From his office at Hot Wheelz Auto Sales, owner John Facciani could see all of his inventory in the lot – a mere three cars. And two of them are held for customers.
He usually has an inventory of 12 to 15 used cars. Now, there’s so much empty space in the lot that he’s put up caution tape so that people don’t drive haphazardly through his business.
“The shortage is all around now,” he said.
COVID-19 may be driving people crazy as they search for a reasonably priced used car.
After the economic shutdown from mid-March to May, dealerships reopened and sales boomed through July. But as those vehicles sold, there was little new or used inventory arriving from companies or other dealers.
As Facciani spoke about the shortage, Skylar Hall, of Johnstown, and his family entered, looking for a reliable car for this winter.
“We’ve been looking for cars here, in the West End – everyone is running out,” Hall said.
“It’s definitely a shortage. It’s hard to find a quality car out there.”
Facciani said new car dealers are holding onto trade-ins to sell, because they don’t have new inventory.
Factories that had been shut down for months have not caught up with demand for new cars. And some dealers in the area send cars to auctions to the highest bidder rather than selling them to local used-car dealers.
The change in supply happened quickly.
“There are cars I sold in May that would now cost $2,000 more apiece than they were then,” he said. “Now prices are higher than they have been in the past three or four years.”
COVID-19 slowed down manufacturers of new cars dramatically, said Mike Smith, owner and chairman of Laurel Auto Group.
Laurel Auto Group sells new cars and provides customers’ trade-ins to local used-car dealers – including Facciani.
Smith described the used-car shortage as “severe” and caused by a void at the top of the supply chain.
“Car manufacturers are only going to be able to manufacture 85 to 90% of what they had forecasted,” Smith said. “They lost two months of manufacturing, and you can’t just get that time back.

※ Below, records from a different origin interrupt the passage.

use bytes::Bytes;
use futures::stream::{Stream, StreamExt};
use reqwest::Client as HttpClient;
use reqwest::header::{ACCEPT, CONTENT_TYPE};
use std::path::Path;
use std::pin::Pin;
use std::sync::Arc;
use std::time::Duration;

use crate::mock::MockEndpoint;
use crate::types::GenerateRequest;
use tidings_core::{EndpointConfig, Error, Result};

/// Streamed body of an accepted request
pub type ByteStream = Pin<Box<dyn Stream<Item = std::io::Result<Bytes>> + Send>>;

/// A text-generation endpoint
#[async_trait::async_trait]
pub trait Endpoint: Send + Sync {
    /// Send one request.
    ///
    /// Returns the streamed body of a 2xx answer, or [`Error::Rejected`] for any other status.
    async fn send(&self, request: &GenerateRequest) -> Result<ByteStream>;

    /// Human-readable target, used in logs and status output
    fn describe(&self) -> String;
}

/// Endpoint reached with a JSON POST over HTTP
pub struct HttpEndpoint {
    client: HttpClient,
    url: String,
}

impl HttpEndpoint {
    pub fn new(url: impl Into<String>) -> Self {
        Self { client: HttpClient::new(), url: url.into() }
    }

    /// Build an endpoint whose connection attempts give up after `timeout`
    pub fn with_connect_timeout(url: impl Into<String>, timeout: Duration) -> Result<Self> {
        let client = HttpClient::builder()
            .connect_timeout(timeout)
            .build()
            .map_err(|e| Error::Config(format!("failed to build HTTP client: {}", e)))?;
        Ok(Self { client, url: url.into() })
    }

    pub fn url(&self) -> &str {
        &self.url
    }
}

#[async_trait::async_trait]
impl Endpoint for HttpEndpoint {
    async fn send(&self, request: &GenerateRequest) -> Result<ByteStream> {
        tracing::debug!(url = %self.url, restart = request.is_restart(), "sending generate request");

        let response = self
            .client
            .post(&self.url)
            .header(CONTENT_TYPE, "application/json")
            .header(ACCEPT, "text/event-stream")
            .json(request)
            .send()
            .await
            .map_err(|e| Error::Transport(e.to_string()))?;

        let status = response.status();
        if !status.is_success() {
            tracing::warn!(url = %self.url, status = status.as_u16(), "generate request rejected");
            return Err(Error::Rejected { status: status.as_u16() });
        }

        tracing::debug!(status = status.as_u16(), "generate request accepted");
        let body = response.bytes_stream().map(|chunk| chunk.map_err(std::io::Error::other));
        Ok(Box::pin(body))
    }

    fn describe(&self) -> String {
        format!("http {}", self.url)
    }
}

/// Factory to create endpoints from config
pub struct EndpointFactory;

impl EndpointFactory {
    /// Relative mock response files are resolved against `base_dir`
    pub fn create_from_config(config: &EndpointConfig, base_dir: &Path) -> Result<Arc<dyn Endpoint>> {
        match config {
            EndpointConfig::Http { url, connect_timeout_secs: None } => Ok(Arc::new(HttpEndpoint::new(url.clone()))),
            EndpointConfig::Http { url, connect_timeout_secs: Some(secs) } => Ok(Arc::new(
                HttpEndpoint::with_connect_timeout(url.clone(), Duration::from_secs(*secs))?,
            )),
            EndpointConfig::Mock { responses_file: None } => Ok(Arc::new(MockEndpoint::default())),
            EndpointConfig::Mock { responses_file: Some(path) } => {
                let path = if path.is_absolute() { path.clone() } else { base_dir.join(path) };
                Ok(Arc::new(MockEndpoint::from_file(&path)?))
            }
        }
    }
}

#[cfg(test)]
mod tests {
    use super::*;

    #[test]
    fn test_http_endpoint_creation() {
        let endpoint = HttpEndpoint::new("http://127.0.0.1:5000/generate");
        assert_eq!(endpoint.url(), "http://127.0.0.1:5000/generate");
        assert_eq!(endpoint.describe(), "http http://127.0.0.1:5000/generate");
    }

    #[test]
    fn test_http_endpoint_with_timeout() {
        let endpoint = HttpEndpoint::with_connect_timeout("http://localhost/generate", Duration::from_secs(5)).unwrap();
        assert_eq!(endpoint.url(), "http://localhost/generate");
    }

    #[test]
    fn test_factory_http() {
        let config = EndpointConfig::Http { url: "http://localhost:5000/generate".to_string(), connect_timeout_secs: Some(3) };
        let endpoint = EndpointFactory::create_from_config(&config, Path::new(".")).unwrap();
        assert_eq!(endpoint.describe(), "http http://localhost:5000/generate");
    }

    #[test]
    fn test_factory_mock_without_file() {
        let config = EndpointConfig::Mock { responses_file: None };
        let endpoint = EndpointFactory::create_from_config(&config, Path::new(".")).unwrap();
        assert!(endpoint.describe().starts_with("mock"));
    }

    #[test]
    fn test_factory_mock_relative_file() {
        let temp = tempfile::TempDir::new().unwrap();
        std::fs::write(
            temp.path().join("mock.toml"),
            r#"
[[responses]]
type = "events"
texts = ["Hi"]
"#,
        )
        .unwrap();

        let config = EndpointConfig::Mock { responses_file: Some("mock.toml".into()) };
        let endpoint = EndpointFactory::create_from_config(&config, temp.path()).unwrap();
        assert!(endpoint.describe().contains("1 scripted"));
    }

    #[test]
    fn test_factory_mock_missing_file() {
        let config = EndpointConfig::Mock { responses_file: Some("/nonexistent/mock.toml".into()) };
        assert!(EndpointFactory::create_from_config(&config, Path::new(".")).is_err());
    }

    #[tokio::test]
    async fn test_http_endpoint_unreachable() {
        let endpoint = HttpEndpoint::new("http://127.0.0.1:1/generate");
        let result = endpoint.send(&GenerateRequest::prompt("hi")).await;
        assert!(matches!(result, Err(Error::Transport(_))));
    }
}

“We’ve never seen this little inventory at this time of the year. We are having a difficult time securing new product to sell ourselves. We are holding onto a few cars that are trade-ins.”
And what’s perplexing to Smith also, is that people who are buying new cars are trading in old cars at a much lower rate than usual.

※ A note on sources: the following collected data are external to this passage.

use anyhow::{Context, Result};
use clap::{Parser, Subcommand};
use owo_colors::OwoColorize;
use std::future::Future;
use std::io::{self, BufRead, Write};
use std::path::{Path, PathBuf};
use std::sync::{Arc, Mutex};
use tidings_agent::{ChatSession, SessionEvent, SubmitOutcome, Submission};
use tidings_core::logging::{self, LogSettings};
use tidings_core::{Config, EndpointConfig, MessageId, Profile, RestartConfirmation, Role};
use tidings_providers::{CancelToken, EndpointFactory};
use tokio::runtime::Runtime;
use tokio::sync::mpsc::UnboundedReceiver;

/// Tidings - stream answers from a text-generation endpoint
#[derive(Parser, Debug)]
#[command(name = "tidings")]
#[command(about = "A streaming chat client for text-generation endpoints", long_about = None)]
#[command(version = "0.1.0")]
struct Cli {
    /// Path to config.toml (default: ./config.toml)
    #[arg(short, long, value_name = "PATH")]
    config: Option<PathBuf>,

    /// Profile name to use (default: config's default_profile)
    #[arg(short, long, value_name = "PROFILE")]
    profile: Option<String>,

    /// Verbose output
    #[arg(short, long)]
    verbose: bool,

    #[command(subcommand)]
    command: Commands,
}

#[derive(Subcommand, Debug)]
enum Commands {
    /// Start an interactive conversation
    Chat,
    /// Send a single prompt and print the answer
    Ask {
        /// Prompt text
        #[arg(required = true, value_name = "PROMPT")]
        prompt: Vec<String>,
    },
    /// Show configured profiles
    Status,
}

fn main() {
    if let Err(e) = run() {
        eprintln!("{} {}", "Error:".red().bold(), e);
        std::process::exit(1);
    }
}

fn run() -> Result<()> {
    let cli = Cli::parse();

    let config_path = cli.config.unwrap_or_else(|| PathBuf::from("config.toml"));
    let config = load_or_create_config(&config_path)?;

    let mut settings = LogSettings::from_config(&config.logging).context("Invalid logging settings")?;
    if cli.verbose {
        settings = settings.with_level("debug");
    }
    let _log_guard = logging::init_logging(Some(settings)).context("Failed to initialize logging")?;

    if cli.verbose {
        println!("{} Using config: {}", "Info:".blue().bold(), config_path.display());
        println!("{} Available profiles: {:?}", "Info:".blue().bold(), config.profile_names());
    }

    let base_dir = config_path.parent().map(Path::to_path_buf).unwrap_or_default();

    match cli.command {
        Commands::Chat => cmd_chat(&config, &base_dir, cli.profile, cli.verbose)?,
        Commands::Ask { prompt } => cmd_ask(&config, &base_dir, cli.profile, prompt.join(" "))?,
        Commands::Status => cmd_status(&config, cli.verbose)?,
    }

    Ok(())
}

/// Load config from file or create from example
fn load_or_create_config(path: &Path) -> Result<Config> {
    if path.exists() {
        Config::from_file(path).map_err(|e| anyhow::anyhow!("Failed to load config: {}", e))
    } else {
        println!("{} Config not found at {}", "Warning:".yellow().bold(), path.display());
        println!("{} Creating config from example...", "Info:".blue().bold());

        std::fs::write(path, Config::example()).context("Failed to create config")?;

        println!(
            "{} Created config at {}. Please check the endpoint settings.",
            "Success:".green().bold(),
            path.display()
        );

        anyhow::bail!("Please edit {} with your settings and run again", path.display())
    }
}

fn select_profile<'a>(config: &'a Config, profile_name: Option<&str>) -> Result<&'a Profile> {
    let profile_name = profile_name.unwrap_or(&config.default_profile);
    config
        .profile(profile_name)
        .with_context(|| format!("Failed to load profile '{}'", profile_name))
}

fn build_session(profile: &Profile, base_dir: &Path) -> Result<ChatSession> {
    let endpoint = EndpointFactory::create_from_config(&profile.endpoint, base_dir)
        .with_context(|| format!("Failed to set up endpoint for profile '{}'", profile.name))?;
    tracing::debug!(profile = %profile.name, endpoint = %endpoint.describe(), "session ready");
    Ok(ChatSession::new(endpoint))
}

fn describe_endpoint(endpoint: &EndpointConfig) -> String {
    match endpoint {
        EndpointConfig::Http { url, connect_timeout_secs: Some(secs) } => format!("{} (connect timeout {}s)", url, secs),
        EndpointConfig::Http { url, connect_timeout_secs: None } => url.clone(),
        EndpointConfig::Mock { responses_file: Some(path) } => format!("mock ({})", path.display()),
        EndpointConfig::Mock { responses_file: None } => "mock".to_string(),
    }
}

/// Interactive conversation on stdin/stdout
fn cmd_chat(config: &Config, base_dir: &Path, profile_name: Option<String>, verbose: bool) -> Result<()> {
    let profile = select_profile(config, profile_name.as_deref())?;
    let runtime = Runtime::new().context("Failed to start async runtime")?;
    let session = Arc::new(build_session(profile, base_dir)?);
    let mut events = session.subscribe();
    let mut renderer = Renderer::new(io::stdout());
    let confirmation = StdinConfirmation;
    let interrupts = Arc::new(Interrupts::default());
    spawn_interrupt_watcher(&runtime, Arc::clone(&interrupts));

    println!("{} Chatting with {}", "Info:".blue().bold(), profile.name.cyan());
    if verbose {
        println!("{} Endpoint: {}", "Info:".blue().bold(), describe_endpoint(&profile.endpoint));
    }
    println!("{}", "Type /restart to start over, /quit to leave.".dimmed());
    print_suggestions(&profile.suggestions);

    let stdin = io::stdin();
    loop {
        print!("{} ", ">".green().bold());
        io::stdout().flush()?;

        let mut line = String::new();
        if stdin.lock().read_line(&mut line).context("Failed to read input")? == 0 {
            println!();
            break;
        }

        let line = line.trim();
        let outcome = match line {
            "/quit" | "/exit" => break,
            "/restart" => {
                let cancel = interrupts.begin();
                let outcome = runtime.block_on(render_while(
                    session.restart(&confirmation, cancel),
                    &mut events,
                    &mut renderer,
                ));
                interrupts.end();
                outcome?
            }
            _ => {
                let prompt = pick_suggestion(line, &profile.suggestions, session.transcript().is_empty());
                session.set_input(prompt);
                let cancel = interrupts.begin();
                let outcome = runtime.block_on(render_while(session.submit_input(cancel), &mut events, &mut renderer));
                interrupts.end();
                outcome?
            }
        };

        if let SubmitOutcome::Declined = outcome {
            println!("{}", "Restart cancelled.".dimmed());
        }
    }

    Ok(())
}

/// One-shot prompt
fn cmd_ask(config: &Config, base_dir: &Path, profile_name: Option<String>, prompt: String) -> Result<()> {
    let profile = select_profile(config, profile_name.as_deref())?;
    let runtime = Runtime::new().context("Failed to start async runtime")?;
    let session = build_session(profile, base_dir)?;

    match runtime.block_on(session.submit(Submission::Prompt(prompt), CancelToken::new())) {
        SubmitOutcome::Completed { message } => {
            println!("{}", message.text);
            Ok(())
        }
        SubmitOutcome::Ignored => anyhow::bail!("Prompt is empty"),
        SubmitOutcome::Failed(e) => Err(anyhow::anyhow!(e.user_message())),
        other => anyhow::bail!("Unexpected outcome: {:?}", other),
    }
}

/// Show configured profiles
fn cmd_status(config: &Config, verbose: bool) -> Result<()> {
    println!("{}", "Tidings Status".green().bold().underline());
    println!();

    println!("{} Configuration", "Info:".blue().bold());
    println!("  Default profile: {}", config.default_profile.cyan());
    println!("  Available profiles:");
    for profile_name in config.profile_names() {
        let profile = config.profile(&profile_name)?;
        println!("    - {} ({})", profile_name.cyan(), describe_endpoint(&profile.endpoint));

        if verbose && !profile.suggestions.is_empty() {
            for suggestion in &profile.suggestions {
                println!("        * {}", suggestion.dimmed());
            }
        }
    }

    if verbose {
        println!();
        println!("{} Logging", "Info:".blue().bold());
        println!("  Level: {}", config.logging.level.cyan());
        println!("  Format: {}", config.logging.format.cyan());
        println!("  File output: {}", if config.logging.file.enabled { "enabled" } else { "disabled" });
    }

    Ok(())
}

fn print_suggestions(suggestions: &[String]) {
    if suggestions.is_empty() {
        return;
    }

    println!("{}", "Try one of these (type its number):".dimmed());
    for (index, suggestion) in suggestions.iter().enumerate() {
        println!("  {} {}", format!("{}.", index + 1).cyan(), suggestion);
    }
}

/// A bare number picks a suggestion while the conversation is still empty
fn pick_suggestion(line: &str, suggestions: &[String], transcript_empty: bool) -> String {
    if transcript_empty
        && let Ok(choice) = line.parse::<usize>()
        && let Some(suggestion) = choice.checked_sub(1).and_then(|index| suggestions.get(index))
    {
        return suggestion.clone();
    }
    line.to_string()
}

/// Cancel token of the request currently in flight, if any
#[derive(Debug, Default)]
struct Interrupts {
    active: Mutex<Option<CancelToken>>,
}

impl Interrupts {
    /// Register a fresh token for the request about to start
    fn begin(&self) -> CancelToken {
        let cancel = CancelToken::new();
        *self.active.lock().unwrap_or_else(|e| e.into_inner()) = Some(cancel.clone());
        cancel
    }

    fn end(&self) {
        self.active.lock().unwrap_or_else(|e| e.into_inner()).take();
    }

    /// Cancel the active request; false when nothing is in flight
    fn interrupt(&self) -> bool {
        match self.active.lock().unwrap_or_else(|e| e.into_inner()).take() {
            Some(cancel) => {
                cancel.cancel();
                true
            }
            None => false,
        }
    }
}

/// One Ctrl-C handler for the whole chat: cancels the request in flight, or exits when idle
fn spawn_interrupt_watcher(runtime: &Runtime, interrupts: Arc<Interrupts>) {
    runtime.spawn(async move {
        while tokio::signal::ctrl_c().await.is_ok() {
            if !interrupts.interrupt() {
                println!();
                std::process::exit(130);
            }
            tracing::debug!("request interrupted");
        }
    });
}

/// Drive a submission while rendering the events it emits
async fn render_while<F, W>(
    submission: F, events: &mut UnboundedReceiver<SessionEvent>, renderer: &mut Renderer<W>,
) -> Result<SubmitOutcome>
where
    F: Future<Output = SubmitOutcome>,
    W: Write,
{
    tokio::pin!(submission);

    loop {
        tokio::select! {
            outcome = &mut submission => {
                while let Ok(event) = events.try_recv() {
                    renderer.render(&event)?;
                }
                return Ok(outcome);
            }
            Some(event) = events.recv() => renderer.render(&event)?,
        }
    }
}

/// Writes session events to a terminal as they arrive
struct Renderer<W> {
    out: W,
    /// Streaming message currently on screen and how many bytes of it are printed
    open: Option<(MessageId, usize)>,
}

impl<W: Write> Renderer<W> {
    fn new(out: W) -> Self {
        Self { out, open: None }
    }

    fn render(&mut self, event: &SessionEvent) -> io::Result<()> {
        match event {
            SessionEvent::MessageAppended(message) => match message.role {
                Role::User => {}
                Role::Assistant if message.is_streaming => {
                    if let Some(id) = message.id {
                        self.open = Some((id, 0));
                    }
                }
                Role::Assistant => writeln!(self.out, "{}", message.text)?,
                Role::System if message.is_error => writeln!(self.out, "{}", message.text.red())?,
                Role::System => writeln!(self.out, "{}", message.text.yellow())?,
            },
            SessionEvent::MessageUpdated { id, text } => {
                if let Some((open_id, printed)) = self.open.as_mut()
                    && *open_id == *id
                    && let Some(delta) = text.get(*printed..)
                {
                    write!(self.out, "{}", delta)?;
                    *printed = text.len();
                    self.out.flush()?;
                }
            }
            SessionEvent::MessageFinished(id) => {
                if self.open.is_some_and(|(open_id, _)| open_id == *id) {
                    writeln!(self.out)?;
                    self.open = None;
                }
            }
            SessionEvent::MessageRemoved(id) => {
                if self.open.is_some_and(|(open_id, _)| open_id == *id) {
                    self.open = None;
                }
            }
            SessionEvent::TranscriptReset(message) => {
                self.open = None;
                writeln!(self.out, "{}", message.text.yellow())?;
            }
            SessionEvent::BusyChanged(_) => {}
        }
        Ok(())
    }
}

/// Asks on the terminal before history is thrown away
struct StdinConfirmation;

impl RestartConfirmation for StdinConfirmation {
    fn confirm_restart(&self, message_count: usize) -> tidings_core::Result<bool> {
        print!("Restart the conversation? {} messages will be cleared. [y/N] ", message_count);
        io::stdout().flush()?;

        let mut answer = String::new();
        io::stdin().lock().read_line(&mut answer)?;
        Ok(is_yes(&answer))
    }

    fn name(&self) -> &str {
        "stdin"
    }
}

fn is_yes(answer: &str) -> bool {
    matches!(answer.trim().to_lowercase().as_str(), "y" | "yes")
}
pub mod assembler;
pub mod endpoint;
pub mod mock;
pub mod types;

pub use assembler::{StreamAssembler, collect_text, parse_payload};
pub use endpoint::{ByteStream, Endpoint, EndpointFactory, HttpEndpoint};
pub use mock::{MockEndpoint, MockResponse, error_frame, text_frame};
pub use types::{CancelToken, GenerateRequest, StreamPayload};

pub use tidings_core::{Error, Result};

“They are maybe selling it to a neighbor or giving it to a child – I’m not sure,” he said.
“But they not trading them in to us.”
‘Have to sell something’
With a dearth of new cars, dealerships are competing for used cars, said Tim Dougherty, owner of Terra Car Co. in Richland. That is driving up the prices drastically.

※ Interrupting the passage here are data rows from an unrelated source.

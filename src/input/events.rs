//! Pointer-derived draw intents.

use super::params::ToolSnapshot;

/// An instantaneous drawing intent that passed region gating.
///
/// Built from a pointer event inside the middle region together with the tool
/// values current at that moment. It is consumed by the stroke renderer and
/// never stored.
#[derive(Debug, Clone, Copy, PartialEq)]
pub struct DrawEvent {
    pub x: f64,
    pub y: f64,
    /// True for the press that begins an interaction, false for drag motion
    pub is_drag_start: bool,
    pub tool: ToolSnapshot,
}
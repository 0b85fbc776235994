//! Reference artwork supply.
//!
//! Artworks are identified by a path relative to the artwork directory. The
//! collaboration core only ever sees the base64 payload produced by an
//! [`ImageSource`]; decoding, downsizing and compression stay behind that trait.

mod catalog;
mod source;

pub use catalog::{Catalog, title_for};
pub use source::{EncodedImage, FileImageSource, ImageError, ImageSource};

use serde::{Deserialize, Serialize};
use std::fmt;

/// Identifier of one reference artwork (its path relative to the artwork directory).
#[derive(Debug, Clone, PartialEq, Eq, Hash, Serialize, Deserialize)]
#[serde(transparent)]
pub struct ArtworkId(String);

impl ArtworkId {
    pub fn new(id: impl Into<String>) -> Self {
        Self(id.into())
    }

    pub fn as_str(&self) -> &str {
        &self.0
    }

    /// Human readable title derived from the file name.
    pub fn title(&self) -> String {
        title_for(&self.0)
    }
}

impl fmt::Display for ArtworkId {
    fn fmt(&self, f: &mut fmt::Formatter<'_>) -> fmt::Result {
        f.write_str(&self.0)
    }
}

impl From<&str> for ArtworkId {
    fn from(value: &str) -> Self {
        Self::new(value)
    }
}
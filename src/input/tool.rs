//! Drawing tool selection.

use serde::{Deserialize, Serialize};
use std::fmt;

/// Drawing tool selection.
///
/// Exactly one tool is active at a time. Brush and eraser draw continuous
/// strokes while dragging; the three shapes stamp once at the click point.
#[derive(Debug, Clone, Copy, PartialEq, Eq, Hash, Default, Serialize, Deserialize)]
#[serde(rename_all = "lowercase")]
pub enum ToolKind {
    /// Freehand stroke in the shared color (default)
    #[default]
    Brush,
    /// Freehand stroke in the canvas background color
    Eraser,
    /// Filled circle, size is the diameter
    Circle,
    /// Filled square, size is the side length
    Square,
    /// Filled apex-up triangle, size is base and height
    Triangle,
}

impl ToolKind {
    /// Whether dragging with this tool extends a continuous stroke.
    pub fn is_continuous(self) -> bool {
        matches!(self, ToolKind::Brush | ToolKind::Eraser)
    }

    pub fn label(self) -> &'static str {
        match self {
            ToolKind::Brush => "brush",
            ToolKind::Eraser => "eraser",
            ToolKind::Circle => "circle",
            ToolKind::Square => "square",
            ToolKind::Triangle => "triangle",
        }
    }
}

impl fmt::Display for ToolKind {
    fn fmt(&self, f: &mut fmt::Formatter<'_>) -> fmt::Result {
        f.write_str(self.label())
    }
}
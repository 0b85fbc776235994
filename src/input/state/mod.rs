mod core;
mod mouse;
#[cfg(test)]
mod tests;

pub use core::{DEFAULT_SHAPE_OUTLINE, DrawingState, InputState};
//! RGBA color type and predefined color constants.

/// Represents an RGBA color with floating-point components.
///
/// All components are in the range 0.0 (minimum) to 1.0 (maximum).
///
/// # Examples
///
/// ```
/// use cosketch::draw::Color;
/// let peach = Color::from_hex("#FFDBAC").unwrap();
/// assert_eq!(peach, Color::from_rgb8(255, 219, 172));
/// ```
#[derive(Clone, Copy, Debug, PartialEq, serde::Serialize, serde::Deserialize)]
pub struct Color {
    /// Red component (0.0 = no red, 1.0 = full red)
    pub r: f64,
    /// Green component (0.0 = no green, 1.0 = full green)
    pub g: f64,
    /// Blue component (0.0 = no blue, 1.0 = full blue)
    pub b: f64,
    /// Alpha/transparency (0.0 = fully transparent, 1.0 = fully opaque)
    pub a: f64,
}

impl Color {
    /// Creates an opaque color from 8-bit channel values.
    pub fn from_rgb8(r: u8, g: u8, b: u8) -> Self {
        Self {
            r: r as f64 / 255.0,
            g: g as f64 / 255.0,
            b: b as f64 / 255.0,
            a: 1.0,
        }
    }

    /// Parses a color picker value of the form `#rrggbb` (the `#` is optional).
    ///
    /// Returns `None` for anything that is not exactly six hex digits.
    pub fn from_hex(value: &str) -> Option<Self> {
        let hex = value.trim();
        let hex = hex.strip_prefix('#').unwrap_or(hex);
        if hex.len() != 6 || !hex.is_ascii() {
            return None;
        }
        let channel = |range: std::ops::Range<usize>| u8::from_str_radix(&hex[range], 16).ok();
        Some(Self::from_rgb8(channel(0..2)?, channel(2..4)?, channel(4..6)?))
    }

    /// Maps a color name (case-insensitive) to one of the predefined colors.
    pub fn from_name(name: &str) -> Option<Self> {
        match name.to_lowercase().as_str() {
            "red" => Some(RED),
            "green" => Some(GREEN),
            "blue" => Some(BLUE),
            "yellow" => Some(YELLOW),
            "orange" => Some(ORANGE),
            "pink" => Some(PINK),
            "white" => Some(WHITE),
            "black" => Some(BLACK),
            _ => None,
        }
    }

    /// Formats the color as `#rrggbb`, ignoring alpha.
    pub fn to_hex(&self) -> String {
        let to_u8 = |c: f64| (c.clamp(0.0, 1.0) * 255.0).round() as u8;
        format!("#{:02x}{:02x}{:02x}", to_u8(self.r), to_u8(self.g), to_u8(self.b))
    }
}

// ============================================================================
// Predefined Color Constants
// ============================================================================

pub const RED: Color = Color {
    r: 1.0,
    g: 0.0,
    b: 0.0,
    a: 1.0,
};

pub const GREEN: Color = Color {
    r: 0.0,
    g: 1.0,
    b: 0.0,
    a: 1.0,
};

pub const BLUE: Color = Color {
    r: 0.0,
    g: 0.0,
    b: 1.0,
    a: 1.0,
};

pub const YELLOW: Color = Color {
    r: 1.0,
    g: 1.0,
    b: 0.0,
    a: 1.0,
};

pub const ORANGE: Color = Color {
    r: 1.0,
    g: 0.5,
    b: 0.0,
    a: 1.0,
};

pub const PINK: Color = Color {
    r: 1.0,
    g: 0.0,
    b: 1.0,
    a: 1.0,
};

pub const WHITE: Color = Color {
    r: 1.0,
    g: 1.0,
    b: 1.0,
    a: 1.0,
};

/// Default brush and shape color, matching the color picker's initial value.
pub const BLACK: Color = Color {
    r: 0.0,
    g: 0.0,
    b: 0.0,
    a: 1.0,
};

/// Light gray the drawing surface is cleared to; the eraser paints with it.
pub const CANVAS_GRAY: Color = Color {
    r: 220.0 / 255.0,
    g: 220.0 / 255.0,
    b: 220.0 / 255.0,
    a: 1.0,
};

He said “little guys” in the used car business like him have no chance at online auctions that are dominated by bigger used-car companies such as Carmax, as well as new car dealerships that are resorting to selling newer used cars.
“They are buying up the used-car market,” Dougherty said. “New car stores are spending a lot of money to get them. They have to sell something because they are so big.”
Dougherty said he was looking two months ago at a lease-return Chevrolet Silverado pickup truck that was auctioned online at a starting price of $22,000. It had been driven 29,000 miles.
He thought the price was too high then. Now the price has increased by $10,000, he said.
“The same truck, with the same mileage is now going for $32,000,” he said.
“I can’t justify paying that. You just can’t do it. They aren’t worth that much. If we get shut down again, then you have $32,000 in a truck that is going to go back down to $22,000. If you have five vehicles like that, then you lose $50,000. But big dealerships can afford to lose that.”
Dougherty’s inventory has shrunk from 20 to six vehicles.
He won’t buy cars at the prices they are currently selling for – even though it means he may not make any money next month.
“There’s a big shortage,” he said. “You can buy cars, but you will pay way too much.
“It’s going to be like this until new cars start selling again, until they make them again, or until winter when people quit buying.”
Dougherty forecasts a slow year for used-car salesmen.
He said he was fortunate that his business has been established since 1999. His debt is paid.
“Prices are out of sight,” he said. “I don’t know how many smaller guys are going to be able to stay in business.”